Anti-Aircraft Artillery Backlogs
Though the IAF requires 430 new-generation anti-aircraft cannons and related fire-control systems worth $400 million for close-in base air-defence, it plans to initially procure 244 cannons, 228 target acquisition/fire-control radars and 204,000 programmable bullets for 61 Flights—only 18 of which can be delivered directly from a foreign OEM. Five Indian companies, including Bharat Forge/Kalyani Defence teamed with BAE Systems, Reliance Defence teamed with Hanwha Defense Systems of South Korea , Tata Aerospace & Defence, Larsen & Toubro and the MoD-owned Ordnance Factory Board (OFB) teamed up with BEL and THALES of France have put in their bids. On the other hand, the Indian Army requires 938 cannons to replace in-service Bofors L-70 and Russian ZU-23MM-2B systems, plus 5,05,920 rounds of ammunition, including 1,63,200 smart 3P rounds—all valued at $1.7 billion (Rs.17,000 crore).
The Indian Army also has a requirement for five Regiments (or 104 units) of self-propelled cannon-missile systems, 97 ammunition carriers, 39 command vehicles, 4,928 missiles and 172,260 rounds of ammunition, costing a total of $1.6 billion. The bidding process took off in 2013, and the candidate weapons were evaluated throughout 2015 and field-tested in 2017. Contenders included the Hanwha Defense Systems’ Hybrid K-30 Biho (paired with the Chiron SAM developed by aerospace manufacturer LIG Nex1), and Russian companies Almaz-Antey, which offered its upgraded Tunguska system, and KBP Tula, which offered its Pantsyr system. In October 2018, the Army officially declared Hanwha Defense Systems as the only qualified company for i8mplementing the project.
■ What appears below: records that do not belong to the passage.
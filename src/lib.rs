//! Typed client for the Gong REST API.
//!
//! Every list endpoint is normalized to [`PaginatedResponse`], whatever name upstream gives its
//! payload array.  Pass a returned `cursor` back unchanged to fetch the next page; a page without
//! one is the last.

mod client;
mod config;
mod envelope;
mod error;
mod gong_types;
mod pagination;
mod resources;
mod types;
mod utils;

pub use client::{GongClient, HttpMethod};
pub use config::GongConfig;
pub use envelope::{normalize, EnvelopeShape, Resource};
pub use error::GongError;
pub use gong_types::*;
pub use pagination::pages;
pub use types::{
    AggregateStatsParams, CollaborationFields, ContentFields, ContentSelector, CrmCallsParams,
    ExposedFields, ListCallsParams, ListDealsParams, ListEmailsParams, ListTranscriptsParams,
    ListUsersParams, PaginatedResponse, RecordsMeta, SearchCallsParams,
};

pub mod consts {
    use crate::types::{CollaborationFields, ContentFields, ContentSelector, ExposedFields};

    pub const DEFAULT_BASE_URL: &str = "https://api.gong.io/v2";

    /// Fixed selector sent with every extensive calls lookup.
    pub static EXTENSIVE_CONTENT_SELECTOR: ContentSelector = ContentSelector {
        exposed_fields: ExposedFields {
            parties: true,
            content: ContentFields {
                trackers: true,
                topics: true,
                points_of_interest: true,
            },
            collaboration: CollaborationFields {
                public_comments: true,
            },
        },
    };
}
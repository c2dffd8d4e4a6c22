use async_trait::async_trait;

use crate::domain::model::{Pagination, Store, StoreDraft};
use crate::error::RepositoryResult;

/// 门店仓储接口（需要作为 trait 对象使用，保留 async-trait）
///
/// 只负责数据访问，不做任何租户校验；租户ID只在 `list` 中作为显式过滤条件出现。
/// 每个方法对应一条原子语句，调用方取消时 future 被丢弃即可中止。
#[async_trait]
pub trait StoreRepository: Send + Sync {
    /// 插入门店，返回带有 id 和时间戳的实体；`tenant_id` 为空时拒绝
    async fn create(&self, draft: &StoreDraft) -> RepositoryResult<Store>;

    /// 按主键查询，不存在时返回 `None`
    async fn get(&self, id: &str) -> RepositoryResult<Option<Store>>;

    /// 按租户分页查询，按创建时间倒序；返回 (当前页, 总数)
    async fn list(
        &self,
        tenant_id: &str,
        pagination: Pagination,
    ) -> RepositoryResult<(Vec<Store>, u64)>;

    /// 按 id 全量替换可变字段并刷新 `updated_at`；id 不存在时返回 `NoRows`
    async fn update(&self, store: &Store) -> RepositoryResult<Store>;

    /// 删除门店，id 不存在时不报错
    async fn delete(&self, id: &str) -> RepositoryResult<()>;
}
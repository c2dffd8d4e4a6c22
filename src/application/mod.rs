pub mod commands;
pub mod handlers;
pub mod queries;
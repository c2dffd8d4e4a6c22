use chrono::{DateTime, Utc};

pub const DEFAULT_PAGE_SIZE: u32 = 10;

/// 门店实体
#[derive(Debug, Clone, PartialEq, Eq)]
pub struct Store {
    pub id: String,
    pub tenant_id: String,
    pub name: String,
    pub address: String,
    pub phone: String,
    pub created_at: DateTime<Utc>,
    pub updated_at: DateTime<Utc>,
}

impl Store {
    /// 覆盖可变字段，id / tenant_id / 时间戳保持不变
    pub fn apply(&mut self, attributes: StoreAttributes) {
        self.name = attributes.name;
        self.address = attributes.address;
        self.phone = attributes.phone;
    }
}

/// 客户端可写的字段
#[derive(Debug, Clone, Default, PartialEq, Eq)]
pub struct StoreAttributes {
    pub name: String,
    pub address: String,
    pub phone: String,
}

/// 待插入的门店，id 和时间戳由持久化层分配
#[derive(Debug, Clone, PartialEq, Eq)]
pub struct StoreDraft {
    pub tenant_id: String,
    pub name: String,
    pub address: String,
    pub phone: String,
}

impl StoreDraft {
    pub fn new(tenant_id: impl Into<String>, attributes: StoreAttributes) -> Self {
        Self {
            tenant_id: tenant_id.into(),
            name: attributes.name,
            address: attributes.address,
            phone: attributes.phone,
        }
    }
}

/// 分页参数（已规范化，page 从 1 开始）
#[derive(Debug, Clone, Copy, PartialEq, Eq)]
pub struct Pagination {
    pub page: u32,
    pub page_size: u32,
}

impl Pagination {
    /// page < 1 取 1，page_size < 1 取默认值 10
    pub fn normalize(page: i32, page_size: i32) -> Self {
        let page = u32::try_from(page).ok().filter(|p| *p >= 1).unwrap_or(1);
        let page_size = u32::try_from(page_size)
            .ok()
            .filter(|s| *s >= 1)
            .unwrap_or(DEFAULT_PAGE_SIZE);
        Self { page, page_size }
    }

    pub fn offset(&self) -> u64 {
        u64::from(self.page - 1) * u64::from(self.page_size)
    }

    pub fn limit(&self) -> u64 {
        u64::from(self.page_size)
    }
}

impl Default for Pagination {
    fn default() -> Self {
        Self {
            page: 1,
            page_size: DEFAULT_PAGE_SIZE,
        }
    }
}

/// 列表查询结果
#[derive(Debug, Clone, PartialEq, Eq)]
pub struct StorePage {
    pub stores: Vec<Store>,
    pub total: u64,
    pub pagination: Pagination,
}

#[cfg(test)]
mod tests {
    use super::*;

    #[test]
    fn normalize_applies_defaults() {
        assert_eq!(Pagination::normalize(0, 0), Pagination::default());
        assert_eq!(Pagination::normalize(-3, -1), Pagination::default());
        assert_eq!(
            Pagination::normalize(3, 25),
            Pagination {
                page: 3,
                page_size: 25
            }
        );
    }

    #[test]
    fn offset_is_zero_based() {
        assert_eq!(Pagination::normalize(1, 10).offset(), 0);
        assert_eq!(Pagination::normalize(3, 20).offset(), 40);
        assert_eq!(Pagination::normalize(i32::MAX, i32::MAX).limit(), i32::MAX as u64);
    }

    #[test]
    fn apply_only_touches_mutable_fields() {
        let now = Utc::now();
        let mut store = Store {
            id: "s-1".into(),
            tenant_id: "T1".into(),
            name: "Old".into(),
            address: "".into(),
            phone: "".into(),
            created_at: now,
            updated_at: now,
        };

        store.apply(StoreAttributes {
            name: "New".into(),
            address: "2 Side St".into(),
            phone: "555-0101".into(),
        });

        assert_eq!(store.id, "s-1");
        assert_eq!(store.tenant_id, "T1");
        assert_eq!(store.name, "New");
        assert_eq!(store.address, "2 Side St");
        assert_eq!(store.created_at, now);
    }
}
Another requirement that has acquired greater urgency (due to the Pakistan Army’s intentions for attacking the Indian Army’s dominating outposts south of the Pir Panjal Range along the LoC in southern Jammu with remotely-operated quadcopters armed with improvised explosive devices) is the need for drone countermeasures systems capable of jamming the two-way data-links of such ‘kamikaze’ quadcopters. Expected to be ordered are a BEL-developed, manportable, remotely-operated anti-drone jammer that can be coupled with an OFB-developed, vehicle-mounted 12.7mm remote-control weapon station.
In the deep-upgrade category, on June 30, 2015 Punj Lloyd and BEL were shortlisted for upgrading the Army’s 468 ZU-23MM-2B cannons under a $100 million (Rs.670 crore) project. While Punj Lloyd has partnered with Slovakian defence company EVPU Defence Punj, BEL has teamed up with OFB. However, no final winner has been announced as yet. Meanwhile, following a March 2011 contract award, BEL on November 28, 2014 delivered the first of 48 modernised ZSU-23-4 Schilka self-propelled air-defence weapon systems to the Army.